Alterations in cardiac myosin isozymes associated with aging and chronic hypertension: their modulation with nifedipine.

OBJECTIVE

Pressure induced left ventricular hypertrophy is associated with alterations in distribution of cardiac myosin isozymes. This study evaluated the influence of aging, superimposed chronic hypertension on aging, and treatment with nifedipine on cardiac myosin isozyme proportions.

METHODS

Myosin isozyme (V1, V2, and V3) proportions were investigated by pyrophosphate gel electrophoresis, and left ventricular to body weight ratio was studied in two subgroups each of hypertensive and normotensive rats, with and without nifedipine treatment. Nifedipine treatment was started at 48 weeks and concluded at 60 weeks.

RESULTS

For all four groups, the V1 level was the lowest (range 15%-24%), V3 was the highest (47%-60%), and V2 was intermediate (25%-29%). The left ventricular weight to body weight ratio was 25% higher (p < 0.001) in the untreated old hypertensive v old rats, but V1 level was of the same magnitude in both these groups. The left ventricular weight to body weight ratio was 18% lower (p < 0.001) in the old hypertensive treated v untreated rats. The V1 level was higher in both treated groups; old normotensive as well as old hypertensive rats.

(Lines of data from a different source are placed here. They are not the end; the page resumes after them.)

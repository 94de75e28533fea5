use streamscout::{
  configs::{Config, RelayConfig, RelayRequest, RelayResponse},
  resolver::{Resolved, ResolutionRequest, Resolver},
};
use wiremock::{
  Mock, MockServer, ResponseTemplate,
  matchers::{body_partial_json, header, method, path},
};

fn host_of(server: &MockServer) -> String {
  server.address().to_string()
}

fn config(hosts: Vec<String>) -> Config {
  let mut config = Config::default();
  config.resolver.stagger_min_ms = 0;
  config.resolver.stagger_max_ms = 0;
  config.sources.hosts = hosts;
  config.sources.movie_path = "http://{host}/embed/movie/{id}".to_string();
  config.sources.episode_path = "http://{host}/embed/tv/{id}/{season}-{episode}".to_string();
  config.transport.attempt_timeout_ms = 2_000;
  config.cache.enabled = false;
  config
}

const HIDDEN_PLAYER: &str = r#"<html><body>
<div id="pjs_main" style="display:none">=gTdz0mLyVGdzFWbv4WZkRWao9SZsBXbhhXZu4GZj9yL</div>
<script>new Playerjs({id: "player", file: pjs_main});</script>
</body></html>"#;

#[tokio::test]
async fn resolves_through_iframe_chain_and_hidden_payload() {
  let broken = MockServer::start().await;
  Mock::given(method("GET"))
    .respond_with(ResponseTemplate::new(503))
    .mount(&broken)
    .await;

  let good = MockServer::start().await;
  Mock::given(method("GET"))
    .and(path("/embed/tv/tt0944947/1-2"))
    .respond_with(
      ResponseTemplate::new(200)
        .set_body_string(r#"<iframe id="player_iframe" src="/rcp/abc123" frameborder="0"></iframe>"#)
        .append_header("set-cookie", "cf=ok; Path=/"),
    )
    .mount(&good)
    .await;
  Mock::given(method("GET"))
    .and(path("/rcp/abc123"))
    .and(header("cookie", "cf=ok"))
    .respond_with(ResponseTemplate::new(200).set_body_string(HIDDEN_PLAYER))
    .expect(1)
    .mount(&good)
    .await;

  let resolver = Resolver::from_config(&config(vec![host_of(&broken), host_of(&good)])).unwrap();
  let resolved = resolver
    .resolve(&ResolutionRequest::episode("tt0944947", 1, 2))
    .await;

  let stream = resolved.stream().expect("stream resolved");
  assert_eq!(stream.manifest_url, "https://cdn.example/hidden/master.m3u8");
  assert_eq!(stream.source_identity, host_of(&good));
  assert_eq!(stream.hops_used, Some(2));
}

#[tokio::test]
async fn unavailable_source_ends_the_race() {
  let gone = MockServer::start().await;
  Mock::given(method("GET"))
    .and(path("/embed/movie/tt404"))
    .respond_with(
      ResponseTemplate::new(200)
        .set_body_string("<h3>This media is unavailable at the moment.</h3><iframe src=\"/rcp/x\"></iframe>"),
    )
    .mount(&gone)
    .await;
  Mock::given(method("GET"))
    .and(path("/rcp/x"))
    .respond_with(ResponseTemplate::new(200))
    .expect(0)
    .mount(&gone)
    .await;

  let resolver = Resolver::from_config(&config(vec![host_of(&gone)])).unwrap();
  let resolved = resolver.resolve(&ResolutionRequest::movie("tt404")).await;
  assert_eq!(
    resolved,
    Resolved::Unavailable {
      source_identity: host_of(&gone)
    }
  );
}

#[tokio::test]
async fn blocked_direct_fetch_falls_back_to_json_relay() {
  let origin = MockServer::start().await;
  Mock::given(method("GET"))
    .respond_with(ResponseTemplate::new(403))
    .mount(&origin)
    .await;

  let relay = MockServer::start().await;
  let target = format!("http://{}/embed/movie/tt1", host_of(&origin));
  Mock::given(method("POST"))
    .and(path("/api/proxy"))
    .and(body_partial_json(serde_json::json!({ "targetUrl": target })))
    .respond_with(ResponseTemplate::new(200).set_body_json(serde_json::json!({
      "status": 200,
      "statusText": "OK",
      "body": "<script>var src = atob('aHR0cHM6Ly9jZG4uZXhhbXBsZS9tYXN0ZXIubTN1OA==');</script>",
    })))
    .expect(1)
    .mount(&relay)
    .await;

  let mut config = config(vec![host_of(&origin)]);
  config.transport.relays = vec![RelayConfig {
    name: "self".to_string(),
    endpoint: format!("{}/api/proxy", relay.uri()),
    request: RelayRequest::JsonPost,
    response: RelayResponse::Json {
      body_field: "body".to_string(),
      status_field: Some("status".to_string()),
      headers_field: None,
      error_field: Some("error".to_string()),
    },
  }];

  let resolved = Resolver::from_config(&config)
    .unwrap()
    .resolve(&ResolutionRequest::movie("tt1"))
    .await;
  assert_eq!(
    resolved.stream().map(|s| s.manifest_url.as_str()),
    Some("https://cdn.example/master.m3u8")
  );
}

#[tokio::test]
async fn nothing_anywhere_is_not_found() {
  let empty = MockServer::start().await;
  Mock::given(method("GET"))
    .respond_with(ResponseTemplate::new(200).set_body_string("<p>coming soon</p>"))
    .mount(&empty)
    .await;

  let resolver = Resolver::from_config(&config(vec![host_of(&empty)])).unwrap();
  assert_eq!(
    resolver.resolve(&ResolutionRequest::movie("tt2")).await,
    Resolved::NotFound
  );
}

#[tokio::test]
async fn unreachable_sources_are_not_found() {
  let mut hosts = Vec::new();
  for _ in 0..3 {
    let listener = tokio::net::TcpListener::bind("127.0.0.1:0").await.unwrap();
    hosts.push(listener.local_addr().unwrap().to_string());
  }

  let resolver = Resolver::from_config(&config(hosts)).unwrap();
  let resolved = tokio::time::timeout(
    std::time::Duration::from_secs(10),
    resolver.resolve(&ResolutionRequest::movie("tt3")),
  )
  .await
  .expect("race finished in time");
  assert_eq!(resolved, Resolved::NotFound);
}
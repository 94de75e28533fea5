use serde::{Deserialize, Serialize};

use crate::common::types::AnyResult;

pub const DEFAULT_UNAVAILABLE_MARKER: &str = "This media is unavailable at the moment.";

#[derive(Debug, Deserialize, Serialize, Clone)]
#[serde(default)]
pub struct ResolverConfig {
  /// Walkers allowed in flight at once.
  pub concurrency: usize,
  /// Pages a single walker may fetch.
  pub max_hops: usize,
  pub stagger_min_ms: u64,
  pub stagger_max_ms: u64,
  pub unavailable_marker: String,
  pub prefer_best_variant: bool,
}

impl Default for ResolverConfig {
  fn default() -> Self {
    Self {
      concurrency: 3,
      max_hops: 5,
      stagger_min_ms: 40,
      stagger_max_ms: 160,
      unavailable_marker: DEFAULT_UNAVAILABLE_MARKER.to_string(),
      prefer_best_variant: false,
    }
  }
}

impl ResolverConfig {
  pub fn validate(&self) -> AnyResult<()> {
    if self.concurrency == 0 {
      return Err("resolver.concurrency must be at least 1".into());
    }
    if self.max_hops == 0 {
      return Err("resolver.max_hops must be at least 1".into());
    }
    if self.stagger_min_ms > self.stagger_max_ms {
      return Err("resolver.stagger_min_ms must not exceed stagger_max_ms".into());
    }
    Ok(())
  }
}
use std::{collections::HashSet, fmt, sync::Arc};

use serde::{Deserialize, Serialize};

use crate::{configs::SourcesConfig, transport::TransportError};

#[derive(Debug, Clone, Copy, PartialEq, Eq, Hash, Serialize, Deserialize)]
#[serde(rename_all = "lowercase")]
pub enum ContentKind {
  Movie,
  Series,
}

impl ContentKind {
  pub fn parse(raw: &str) -> Option<Self> {
    match raw {
      "movie" => Some(Self::Movie),
      "series" | "tv" => Some(Self::Series),
      _ => None,
    }
  }
}

/// One inbound resolution call. Immutable once built.
#[derive(Debug, Clone, PartialEq, Eq)]
pub struct ResolutionRequest {
  pub content_id: String,
  pub kind: ContentKind,
  pub season: Option<u32>,
  pub episode: Option<u32>,
}

impl ResolutionRequest {
  pub fn movie(content_id: impl Into<String>) -> Self {
    Self {
      content_id: content_id.into(),
      kind: ContentKind::Movie,
      season: None,
      episode: None,
    }
  }

  pub fn episode(content_id: impl Into<String>, season: u32, episode: u32) -> Self {
    Self {
      content_id: content_id.into(),
      kind: ContentKind::Series,
      season: Some(season),
      episode: Some(episode),
    }
  }

  /// Parses a `tt123` or `tt123:1:2` style id. Zero or non-numeric season and
  /// episode parts are dropped.
  pub fn from_stream_id(kind: ContentKind, id: &str) -> Self {
    let mut parts = id.split(':');
    let content_id = parts.next().unwrap_or_default().to_string();
    let mut positive = || parts.next().and_then(|p| p.parse::<u32>().ok()).filter(|n| *n > 0);
    let season = positive();
    let episode = positive();
    Self {
      content_id,
      kind,
      season,
      episode,
    }
  }

  /// Cache key derived from `contentId:season:episode`.
  pub fn cache_key(&self) -> String {
    let part = |n: Option<u32>| n.map(|n| n.to_string()).unwrap_or_default();
    format!("{}:{}:{}", self.content_id, part(self.season), part(self.episode))
  }
}

pub type OriginFn = dyn Fn(&ResolutionRequest) -> String + Send + Sync;

/// An independently probed upstream origin.
#[derive(Clone)]
pub struct Source {
  pub identity: String,
  origin: Arc<OriginFn>,
}

impl Source {
  pub fn new(
    identity: impl Into<String>,
    origin: impl Fn(&ResolutionRequest) -> String + Send + Sync + 'static,
  ) -> Self {
    Self {
      identity: identity.into(),
      origin: Arc::new(origin),
    }
  }

  /// Builds a source for `host` from the configured path templates.
  pub fn from_host(host: &str, templates: &SourcesConfig) -> Self {
    let host = host.to_string();
    let movie = templates.movie_path.clone();
    let series = templates.series_path.clone();
    let episode = templates.episode_path.clone();
    let identity = host.clone();
    Self::new(identity, move |req| {
      let template = match (req.kind, req.season, req.episode) {
        (ContentKind::Movie, _, _) => &movie,
        (ContentKind::Series, Some(_), Some(_)) => &episode,
        (ContentKind::Series, _, _) => &series,
      };
      render_template(template, &host, req)
    })
  }

  pub fn from_config(config: &SourcesConfig) -> Vec<Self> {
    config
      .hosts
      .iter()
      .map(|host| Self::from_host(host, config))
      .collect()
  }

  pub fn origin_url(&self, request: &ResolutionRequest) -> String {
    (self.origin)(request)
  }
}

impl fmt::Debug for Source {
  fn fmt(&self, f: &mut fmt::Formatter<'_>) -> fmt::Result {
    f.debug_struct("Source")
      .field("identity", &self.identity)
      .finish_non_exhaustive()
  }
}

fn render_template(template: &str, host: &str, req: &ResolutionRequest) -> String {
  let number = |n: Option<u32>| n.map(|n| n.to_string()).unwrap_or_default();
  template
    .replace("{host}", host)
    .replace("{id}", &req.content_id)
    .replace("{season}", &number(req.season))
    .replace("{episode}", &number(req.episode))
}

/// Per-walker mutable state. Never shared between walkers.
#[derive(Debug, Clone)]
pub struct ChainState {
  pub current_url: String,
  pub previous_url: Option<String>,
  pub visited: HashSet<String>,
  pub hop_count: usize,
  pub session_cookies: Option<String>,
}

impl ChainState {
  pub fn new(start_url: impl Into<String>) -> Self {
    Self {
      current_url: start_url.into(),
      previous_url: None,
      visited: HashSet::new(),
      hop_count: 0,
      session_cookies: None,
    }
  }

  /// Moves the chain onto `next`, remembering the page it came from.
  pub fn advance(&mut self, next: String) {
    let previous = std::mem::replace(&mut self.current_url, next);
    self.previous_url = Some(previous);
  }

  /// Merges `name=value; …` pairs into the session, newer values winning.
  pub fn remember_cookies(&mut self, fresh: &str) {
    let mut pairs: Vec<(String, String)> = Vec::new();
    let existing = self.session_cookies.take().unwrap_or_default();
    for pair in existing.split("; ").chain(fresh.split("; ")) {
      let Some((name, value)) = pair.split_once('=') else {
        continue;
      };
      let name = name.trim();
      match pairs.iter_mut().find(|(n, _)| n == name) {
        Some(slot) => slot.1 = value.to_string(),
        None => pairs.push((name.to_string(), value.to_string())),
      }
    }
    self.session_cookies = (!pairs.is_empty()).then(|| {
      pairs
        .iter()
        .map(|(n, v)| format!("{}={}", n, v))
        .collect::<Vec<_>>()
        .join("; ")
    });
  }
}

#[derive(Debug, Clone, PartialEq, Eq, Serialize, Deserialize)]
#[serde(rename_all = "camelCase")]
pub struct FoundStream {
  pub manifest_url: String,
  pub source_identity: String,
  pub hops_used: usize,
}

/// What a single walker, and then the whole race, concluded.
#[derive(Debug, Clone, PartialEq)]
pub enum ResolutionOutcome {
  Found(FoundStream),
  /// The source asserted the content does not exist or cannot be served.
  Unavailable { source_identity: String },
  NotFound,
  TransportError { detail: TransportError },
}

impl ResolutionOutcome {
  /// `Found` and `Unavailable` end the race; everything else frees a slot.
  pub fn is_decisive(&self) -> bool {
    matches!(self, Self::Found(_) | Self::Unavailable { .. })
  }

  pub fn label(&self) -> &'static str {
    match self {
      Self::Found(_) => "found",
      Self::Unavailable { .. } => "unavailable",
      Self::NotFound => "not_found",
      Self::TransportError { .. } => "transport_error",
    }
  }
}
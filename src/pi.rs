// Discrete PI regulator for the output-voltage loop.
//
// The integral accumulates every cycle; there is no windup freeze while
// the output sits at the saturation bound, and the previous error and
// output are carried without a derivative term acting on them. That is
// the qualified behavior of this power stage; do not change it without
// re-qualifying the loop.

use zerocopy::{FromBytes, Immutable, IntoBytes, KnownLayout};

#[repr(C)]
#[derive(Debug, Clone, Copy, IntoBytes, FromBytes, Immutable, KnownLayout)]
pub struct Config {
    pub kp: f32,
    pub ki: f32,
    /// Integration step, seconds.
    pub ts: f32,
    /// Symmetric bound on the PI sum.
    pub umax: f32,
    /// Steady-state duty bias.
    pub d0: f32,
    pub duty_min: f32,
    pub duty_max: f32,
}

#[repr(C)]
#[derive(Debug, Clone, Copy, IntoBytes, FromBytes, Immutable, KnownLayout)]
pub struct Pi {
    pub config: Config,

    pub error: f32,
    pub error_prev: f32,

    pub proportional: f32,
    pub integral: f32,
    pub integral_prev: f32,

    /// PI sum before and after saturation.
    pub output_unclamped: f32,
    pub output: f32,
    pub output_prev: f32,

    /// Last commanded duty fraction, inside the configured band.
    pub duty: f32,
}

impl Pi {
    /// A zero or negative saturation bound would break the duty mapping,
    /// and an inverted duty band has no safe interpretation. Both are
    /// build-out errors, fatal at construction (compile-time when the
    /// controller is built from `config` constants).
    pub const fn new(config: Config) -> Self {
        assert!(config.umax > 0.0, "umax must be positive");
        assert!(
            config.duty_min <= config.duty_max,
            "duty band is inverted"
        );

        Self {
            config,
            error: 0.0,
            error_prev: 0.0,
            proportional: 0.0,
            integral: 0.0,
            integral_prev: 0.0,
            output_unclamped: 0.0,
            output: 0.0,
            output_prev: 0.0,
            duty: 0.0,
        }
    }

    /// One control-rate step: error, P and I terms, output saturation,
    /// then the duty mapping `d0 + u/umax` clamped to the safe band.
    /// Returns the duty fraction for the actuator.
    pub fn update(&mut self, measured: f32, reference: f32) -> f32 {
        let cfg = &self.config;

        self.error = reference - measured;
        self.proportional = cfg.kp * self.error;
        self.integral = self.integral_prev + cfg.ki * cfg.ts * self.error;

        self.output_unclamped = self.proportional + self.integral;
        self.output = self.output_unclamped.clamp(-cfg.umax, cfg.umax);

        // The integral is carried forward as computed, not rolled back
        // to the clamped output.
        self.error_prev = self.error;
        self.output_prev = self.output;
        self.integral_prev = self.integral;

        self.duty = (cfg.d0 + self.output / cfg.umax).clamp(cfg.duty_min, cfg.duty_max);
        self.duty
    }

    pub fn reset(&mut self) {
        self.error = 0.0;
        self.error_prev = 0.0;
        self.proportional = 0.0;
        self.integral = 0.0;
        self.integral_prev = 0.0;
        self.output_unclamped = 0.0;
        self.output = 0.0;
        self.output_prev = 0.0;
        self.duty = 0.0;
    }
}
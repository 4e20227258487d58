// Hardware access boundary. Platform initialization owns the
// peripherals and configures the triggers (control-rate ADC start of
// conversion, timebase timer, enable-toggle edge input) before the core
// runs; the handlers only consume this narrow surface. The diagnostic
// timing pin is any `embedded_hal::digital::OutputPin` and is passed to
// the control-rate handler separately.

/// ADC channels sampled on the control-rate trigger.
#[derive(Debug, Clone, Copy, PartialEq, Eq)]
pub enum AdcChannel {
    OutputVoltage,
    OutputCurrent,
}

pub trait ConverterHal {
    /// Latest conversion result for `channel`, a 12-bit code in 0..=4095.
    /// The result is always present once the sampling trigger has fired.
    fn read_raw_sample(&mut self, channel: AdcChannel) -> u16;

    /// Commit a PWM compare value. Takes effect at the next counter
    /// reload.
    fn write_duty(&mut self, compare: u16);

    /// Platform interrupt bookkeeping, called once per event after core
    /// logic completes.
    fn acknowledge_interrupt(&mut self);
}
// Per-channel control state. One record exists for the lifetime of the
// running system; the interrupt handlers mutate it in place and a
// snapshot can be streamed out as raw bytes for host-side tooling, so
// the layout is fixed and padding-free.

use zerocopy::{FromBytes, Immutable, IntoBytes, KnownLayout};

use crate::config::{
    CAL_WINDOW, D0, DEFAULT_REFERENCE_V, DUTY_MAX, DUTY_MIN, KI, KP, TS, UMAX,
};
use crate::pi::{Config, Pi};

#[repr(C)]
#[derive(Debug, Clone, Copy, IntoBytes, FromBytes, Immutable, KnownLayout)]
pub struct ControlState {
    /// Control-rate events since boot.
    pub tick: u32,

    /// Raw ADC codes from the last conversions.
    pub vout_code: u32,
    pub iout_code: u32,

    /// Raw-code biases captured during the startup window. Written on
    /// every control-rate event until `cal_count` reaches the window,
    /// frozen afterwards.
    pub zero_offset: f32,
    pub zero_offset_i: f32,
    pub cal_count: u32,

    /// Calibrated output voltage, volts.
    pub vout: f32,

    /// Regulation target, volts.
    pub reference: f32,

    /// Commanded duty fraction and the compare value written for it.
    pub duty: f32,
    pub compare: u32,

    /// Timebase gate snapshot, 1 while enabled.
    pub enabled: u32,

    /// Enabled-time accumulator, reset while the gate is down.
    pub elapsed_s: f32,
    pub sample_count: u32,

    pub ctrl: Pi,
}

impl ControlState {
    pub const fn new() -> Self {
        Self {
            tick: 0,
            vout_code: 0,
            iout_code: 0,
            zero_offset: 0.0,
            zero_offset_i: 0.0,
            cal_count: 0,
            vout: 0.0,
            reference: DEFAULT_REFERENCE_V,
            duty: 0.0,
            compare: 0,
            enabled: 0,
            elapsed_s: 0.0,
            sample_count: 0,
            ctrl: Pi::new(Config {
                kp: KP,
                ki: KI,
                ts: TS,
                umax: UMAX,
                d0: D0,
                duty_min: DUTY_MIN,
                duty_max: DUTY_MAX,
            }),
        }
    }

    /// True once the startup window has consumed all its samples and the
    /// zero offsets are frozen.
    pub fn calibrated(&self) -> bool {
        self.cal_count >= CAL_WINDOW
    }
}

impl Default for ControlState {
    fn default() -> Self {
        Self::new()
    }
}

#[cfg(test)]
mod tests {
    use super::*;

    #[test]
    fn snapshot_layout_has_no_padding() {
        let s = ControlState::new();
        assert_eq!(s.as_bytes().len(), core::mem::size_of::<ControlState>());
    }

    #[test]
    fn boot_state_is_idle() {
        let s = ControlState::new();
        assert_eq!(s.cal_count, 0);
        assert!(!s.calibrated());
        assert_eq!(s.sample_count, 0);
        assert_eq!(s.elapsed_s, 0.0);
        assert_eq!(s.reference, 80.0);
    }
}
// Enable gate and elapsed-time accumulator. The edge handler and the
// tick handler may interleave, so the gate flag is the one cell shared
// between them and lives in an atomic. Neither the gate nor the
// accumulator feeds the regulator; they count enabled-time for
// supervisory use.

use portable_atomic::{AtomicBool, Ordering};

use crate::config::TIMEBASE_TICK_S;
use crate::state::ControlState;

static ENABLED: AtomicBool = AtomicBool::new(false);

/// Flip the gate. Called from the asynchronous edge event; there is no
/// explicit set/clear payload, only a toggle. Returns the new value.
pub fn toggle_enable() -> bool {
    let enabled = !ENABLED.fetch_xor(true, Ordering::Relaxed);
    if enabled {
        log::info!("enable gate set");
    } else {
        log::info!("enable gate cleared");
    }
    enabled
}

pub fn is_enabled() -> bool {
    ENABLED.load(Ordering::Relaxed)
}

/// Advance the accumulator by one tick while the gate is up, or hold it
/// at zero while the gate is down.
pub fn tick(s: &mut ControlState) {
    if ENABLED.load(Ordering::Relaxed) {
        s.elapsed_s += TIMEBASE_TICK_S;
        s.sample_count += 1;
        s.enabled = 1;
    } else {
        s.elapsed_s = 0.0;
        s.sample_count = 0;
        s.enabled = 0;
    }
}

#[cfg(test)]
pub(crate) mod tests {
    use super::*;
    use std::sync::{Mutex, MutexGuard};

    // The gate is process-global; tests that touch it take this lock so
    // the harness can run them on parallel threads.
    static GATE_LOCK: Mutex<()> = Mutex::new(());

    pub(crate) fn lock_gate(enabled: bool) -> MutexGuard<'static, ()> {
        let guard = GATE_LOCK.lock().unwrap_or_else(|e| e.into_inner());
        ENABLED.store(enabled, Ordering::Relaxed);
        guard
    }

    #[test]
    fn accumulator_advances_only_while_enabled() {
        let _guard = lock_gate(false);
        let mut s = ControlState::new();

        tick(&mut s);
        assert_eq!(s.sample_count, 0);
        assert_eq!(s.elapsed_s, 0.0);

        assert!(toggle_enable());
        for _ in 0..5 {
            tick(&mut s);
        }
        assert_eq!(s.sample_count, 5);
        assert!((s.elapsed_s - 5.0 * TIMEBASE_TICK_S).abs() < 1e-6);
        assert_eq!(s.enabled, 1);

        // Disabling resets the accumulator at the next tick.
        assert!(!toggle_enable());
        tick(&mut s);
        assert_eq!(s.sample_count, 0);
        assert_eq!(s.elapsed_s, 0.0);
        assert_eq!(s.enabled, 0);
    }

    #[test]
    fn toggle_is_a_strict_alternation() {
        let _guard = lock_gate(false);
        assert!(toggle_enable());
        assert!(is_enabled());
        assert!(!toggle_enable());
        assert!(!is_enabled());
    }
}
use crate::domain::compose::ComposeProject;
use crate::utils::error::Result;

/// Anything able to hand over an already parsed compose project.
pub trait ComposeSource {
    fn load(&self) -> Result<ComposeProject>;

    /// Name used in error messages, usually the file path.
    fn source_name(&self) -> &str;
}

impl ComposeSource for ComposeProject {
    fn load(&self) -> Result<ComposeProject> {
        Ok(self.clone())
    }

    fn source_name(&self) -> &str {
        "<memory>"
    }
}
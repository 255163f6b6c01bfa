use crate::domain::model::EnvVar;

/// Split one environment token.
///
/// Both `NAME=value` and the legacy `NAME:value` are accepted. When a token
/// contains both characters the one that appears first is the separator, so
/// `URL=http://x:80` keeps its URL intact. Returns `None` for an empty name.
pub fn parse_env_var(token: &str) -> Option<EnvVar> {
    let separator = match (token.find('='), token.find(':')) {
        (None, None) => None,
        (Some(eq), None) => Some(eq),
        (None, Some(colon)) => Some(colon),
        (Some(eq), Some(colon)) => Some(eq.min(colon)),
    };

    let (name, value) = match separator {
        // both separators are single-byte ASCII
        Some(idx) => (&token[..idx], Some(token[idx + 1..].to_string())),
        None => (token, None),
    };

    if name.is_empty() {
        tracing::debug!("Skipping environment entry without a name: {:?}", token);
        return None;
    }

    Some(EnvVar {
        name: name.to_string(),
        value,
    })
}

pub fn parse_env<S: AsRef<str>>(tokens: &[S]) -> Vec<EnvVar> {
    tokens
        .iter()
        .filter_map(|t| parse_env_var(t.as_ref()))
        .collect()
}

#[cfg(test)]
mod tests {
    use super::*;

    fn env(name: &str, value: Option<&str>) -> EnvVar {
        EnvVar {
            name: name.to_string(),
            value: value.map(str::to_string),
        }
    }

    #[test]
    fn test_equals_only() {
        assert_eq!(parse_env_var("DEBUG=1"), Some(env("DEBUG", Some("1"))));
        assert_eq!(parse_env_var("A=b=c"), Some(env("A", Some("b=c"))));
        assert_eq!(parse_env_var("EMPTY="), Some(env("EMPTY", Some(""))));
    }

    #[test]
    fn test_colon_only() {
        assert_eq!(parse_env_var("DEBUG:1"), Some(env("DEBUG", Some("1"))));
        assert_eq!(parse_env_var("A:b:c"), Some(env("A", Some("b:c"))));
    }

    #[test]
    fn test_no_separator_inherits() {
        assert_eq!(parse_env_var("HOME"), Some(env("HOME", None)));
    }

    #[test]
    fn test_earlier_separator_wins() {
        assert_eq!(
            parse_env_var("URL=http://x:80"),
            Some(env("URL", Some("http://x:80")))
        );
        assert_eq!(parse_env_var("URL:http=1"), Some(env("URL", Some("http=1"))));
    }

    #[test]
    fn test_empty_names_are_skipped() {
        assert_eq!(parse_env_var(""), None);
        assert_eq!(parse_env_var("=value"), None);
        assert_eq!(parse_env_var(":value"), None);
    }

    #[test]
    fn test_parse_env_preserves_order() {
        let vars = parse_env(&["B=2", "A", "C:3"]);
        let names: Vec<&str> = vars.iter().map(|v| v.name.as_str()).collect();
        assert_eq!(names, vec!["B", "A", "C"]);
        assert_eq!(vars[1].value, None);
    }
}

The changes in V1 were not statistically correlated with arterial pressure and left ventricular to body weight ratio.

CONCLUSIONS

The profound decrease in V1 myosin isozyme proportion acquired with aging is not accentuated by superimposed chronic hypertension. The aging process, and not the left ventricular hypertrophy by itself, seems to be the principal determinant of the myosin isozyme shift. The myosin isozyme shift that occurs with aging is not fixed, and can be partially reversed or prevented by nifedipine.